Structure-Activity Relationships of Antimicrobial and Lipoteichoic Acid-Sequestering Properties in Polyamine Sulfonamides

Hemamali J. Warshakoon,¹ Mark R. Burns,^2* and Sunil A. David^1*

Department of Medicinal Chemistry, University of Kansas, Lawrence, Kansas 66045,¹ MediQuest Therapeutics, Inc., 22322 20th Ave. SE, Bothell, Washington 98021²

Received 19 June 2008/ Returned for modification 6 October 2008/ Accepted 17 October 2008

Top ABSTRACT INTRODUCTION MATERIALS AND METHODS RESULTS AND DISCUSSION REFERENCES

 
We have recently confirmed that lipoteichoic acid (LTA), a major constituent of the gram-positive bacterial surface, is the endotoxin of gram-positive bacteria that induces proinflammatory molecules in a Toll-like receptor 2 (TLR2)-dependent manner. LTA is an anionic amphipath whose physicochemical properties are similar to those of lipopolysaccharide (LPS), which is found on the outer leaflet of the outer membranes of gram-negative organisms. Hypothesizing that compounds that sequester LPS could also bind to and inhibit LTA-induced cellular activation, we screened congeneric series of polyamine sulfonamides which we had previously shown effectively neutralized LPS both in vitro and in animal models of endotoxemia. We observed that these compounds do bind to and neutralize LTA, as reflected by the inhibition of TLR2-mediated NF-B induction in reporter gene assays. Structure-activity studies showed a clear dependence of the acyl chain length on activity against LTA in compounds with spermine and homospermine scaffolds. We then sought to examine possible correlations between the neutralizing potency toward LTA and antimicrobial activity in Staphylococcus aureus. A linear relationship between LTA sequestration activity and antimicrobial activity for compounds with a spermine backbone was observed, while all compounds with a homospermine backbone were equally active against S. aureus, regardless of their neutralizing potency toward LTA. These results suggest that the number of protonatable charges is a key determinant of the activity toward the membranes of gram-positive bacteria. The development of resistance to membrane-active antibiotics has been relatively slower than that to conventional antibiotics, and it is possible that compounds such as the acylpolyamines may be useful clinically, provided that they have an acceptable safety profile and margin of safety. A more detailed understanding of the mechanisms of interactions of these compounds with LPS and LTA, as well as the gram-negative and -positive bacterial cell surfaces, will be instructive and should allow the rational design of analogues which combine antisepsis and antibacterial properties.
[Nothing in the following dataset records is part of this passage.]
//! Core domain logic for the Prospects contact tracker.
//! This crate is the single source of truth for business invariants.

pub mod logging;
pub mod model;
pub mod reminder;
pub mod scan;
pub mod service;
pub mod storage;
pub mod store;
pub mod view;

pub use logging::{default_log_level, init_logging, logging_status};
pub use model::prospect::{Prospect, ProspectId, PLACEHOLDER_NAME};
pub use reminder::{
    schedule_contact_reminder, AuthorizationStatus, NotificationGateway, ReminderContent,
    ReminderRequest, REMINDER_DELAY,
};
pub use scan::{parse_scan_payload, ScannedContact};
pub use service::prospect_service::ProspectService;
pub use storage::{load_prospects, save_prospects, StorageError, StorageResult};
pub use store::prospect_store::{ProspectStore, StoreEvent};
pub use view::projection::{display_list, filtered, sorted, ContactFilter, SortKey};

/// Minimal health-check API for early integration.
pub fn ping() -> &'static str {
    "pong"
}

/// Returns the core crate version.
pub fn core_version() -> &'static str {
    env!("CARGO_PKG_VERSION")
}
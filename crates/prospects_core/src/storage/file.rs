//! File-level load/save for the prospect document.
//!
//! # Responsibility
//! - Read and decode the persisted prospect array.
//! - Write the full array atomically via a temp sibling and rename.
//!
//! # Invariants
//! - The target file is only ever replaced by a complete document; a crash
//!   mid-write cannot leave it partially written.
//! - On save failure the previous on-disk content stays untouched.

use super::StorageResult;
use crate::model::prospect::Prospect;
use log::{error, info};
use std::ffi::OsString;
use std::fs;
use std::path::{Path, PathBuf};
use std::time::Instant;

/// Reads and decodes the full prospect array from `path`.
///
/// # Side effects
/// - Emits `store_load` logging events with duration and status.
pub fn load_prospects(path: impl AsRef<Path>) -> StorageResult<Vec<Prospect>> {
    let started_at = Instant::now();
    match read_document(path.as_ref()) {
        Ok(people) => {
            info!(
                "event=store_load module=storage status=ok count={} duration_ms={}",
                people.len(),
                started_at.elapsed().as_millis()
            );
            Ok(people)
        }
        Err(err) => {
            error!(
                "event=store_load module=storage status=error duration_ms={} error={}",
                started_at.elapsed().as_millis(),
                err
            );
            Err(err)
        }
    }
}

/// Serializes `people` and replaces the document at `path` atomically.
///
/// # Side effects
/// - Emits `store_save` logging events with duration and status.
pub fn save_prospects(path: impl AsRef<Path>, people: &[Prospect]) -> StorageResult<()> {
    let started_at = Instant::now();
    match write_document(path.as_ref(), people) {
        Ok(()) => {
            info!(
                "event=store_save module=storage status=ok count={} duration_ms={}",
                people.len(),
                started_at.elapsed().as_millis()
            );
            Ok(())
        }
        Err(err) => {
            error!(
                "event=store_save module=storage status=error duration_ms={} error={}",
                started_at.elapsed().as_millis(),
                err
            );
            Err(err)
        }
    }
}

fn read_document(path: &Path) -> StorageResult<Vec<Prospect>> {
    let raw = fs::read(path)?;
    Ok(serde_json::from_slice(&raw)?)
}

fn write_document(path: &Path, people: &[Prospect]) -> StorageResult<()> {
    let payload = serde_json::to_vec(people)?;
    let staging = staging_sibling(path);
    fs::write(&staging, payload)?;
    if let Err(err) = fs::rename(&staging, path) {
        let _ = fs::remove_file(&staging);
        return Err(err.into());
    }
    Ok(())
}

// Same-directory sibling so the final rename stays on one filesystem.
fn staging_sibling(path: &Path) -> PathBuf {
    let mut name = path
        .file_name()
        .map(OsString::from)
        .unwrap_or_else(|| OsString::from("prospects"));
    name.push(".tmp");
    path.with_file_name(name)
}
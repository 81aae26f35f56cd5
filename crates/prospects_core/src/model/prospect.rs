//! Prospect domain model.
//!
//! # Responsibility
//! - Define the single record shape tracked by the prospect store.
//! - Keep identity semantics (id-only equality) in one place.
//!
//! # Invariants
//! - `id` is assigned at construction and never regenerated or reused.
//! - Equality and hashing use `id` alone, regardless of other fields.
//! - `is_contacted` is writable only inside this crate; external callers
//!   flip it through the store's toggle operation.

use serde::{Deserialize, Serialize};
use std::hash::{Hash, Hasher};
use std::time::{SystemTime, UNIX_EPOCH};
use uuid::Uuid;

/// Stable identifier for one prospect.
///
/// Kept as a type alias to make semantic intent explicit in signatures.
pub type ProspectId = Uuid;

/// Name stored for a prospect created without one.
pub const PLACEHOLDER_NAME: &str = "Anonymous";

/// One contact entry: identity, contact details, creation time, contacted flag.
///
/// Serialized field names follow the external document schema
/// (`emailAddress`, `dateAdded`, `isContacted`).
#[derive(Debug, Clone, Serialize, Deserialize)]
#[serde(rename_all = "camelCase")]
pub struct Prospect {
    /// Stable global ID used for lookup and equality.
    pub id: ProspectId,
    /// Display name; the placeholder until a real one is known.
    pub name: String,
    /// Contact email; may be empty.
    pub email_address: String,
    /// Creation time in Unix epoch milliseconds. Immutable after construction.
    pub date_added: i64,
    /// Contact state. Flipped only by the owning store.
    pub(crate) is_contacted: bool,
}

impl Prospect {
    /// Creates a prospect with all defaults: fresh id, placeholder name,
    /// empty email, current timestamp, not contacted.
    pub fn new() -> Self {
        Self::with_contact(PLACEHOLDER_NAME, "")
    }

    /// Creates a prospect from known contact details.
    pub fn with_contact(name: impl Into<String>, email: impl Into<String>) -> Self {
        Self::with_id(Uuid::new_v4(), name, email)
    }

    /// Creates a prospect with a caller-provided stable ID.
    ///
    /// Used by import/test paths where identity already exists externally.
    ///
    /// # Invariants
    /// - The provided `id` must remain stable for this prospect's lifetime.
    pub fn with_id(id: ProspectId, name: impl Into<String>, email: impl Into<String>) -> Self {
        Self {
            id,
            name: name.into(),
            email_address: email.into(),
            date_added: now_epoch_ms(),
            is_contacted: false,
        }
    }

    /// Whether this prospect has been contacted.
    pub fn is_contacted(&self) -> bool {
        self.is_contacted
    }
}

impl Default for Prospect {
    fn default() -> Self {
        Self::new()
    }
}

impl PartialEq for Prospect {
    fn eq(&self, other: &Self) -> bool {
        self.id == other.id
    }
}

impl Eq for Prospect {}

impl Hash for Prospect {
    fn hash<H: Hasher>(&self, state: &mut H) {
        self.id.hash(state);
    }
}

// A clock before the Unix epoch degrades to 0 rather than failing record
// construction.
fn now_epoch_ms() -> i64 {
    SystemTime::now()
        .duration_since(UNIX_EPOCH)
        .map(|elapsed| elapsed.as_millis() as i64)
        .unwrap_or(0)
}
Top ABSTRACT INTRODUCTION MATERIALS AND METHODS RESULTS AND DISCUSSION REFERENCES

 
Sepsis and its sequel, septic shock, a consequence of systemic inflammation that leads to multiple-organ failure (32), are common and serious clinical problems for which no specific therapeutic options are yet available. Sepsis is the number-one cause of death in noncardiac intensive care units (20) and accounts for some 200,000 fatalities in the United States annually (8), and the incidence continues to rise in the United States (34) and worldwide (38), despite great strides in antimicrobial chemotherapy.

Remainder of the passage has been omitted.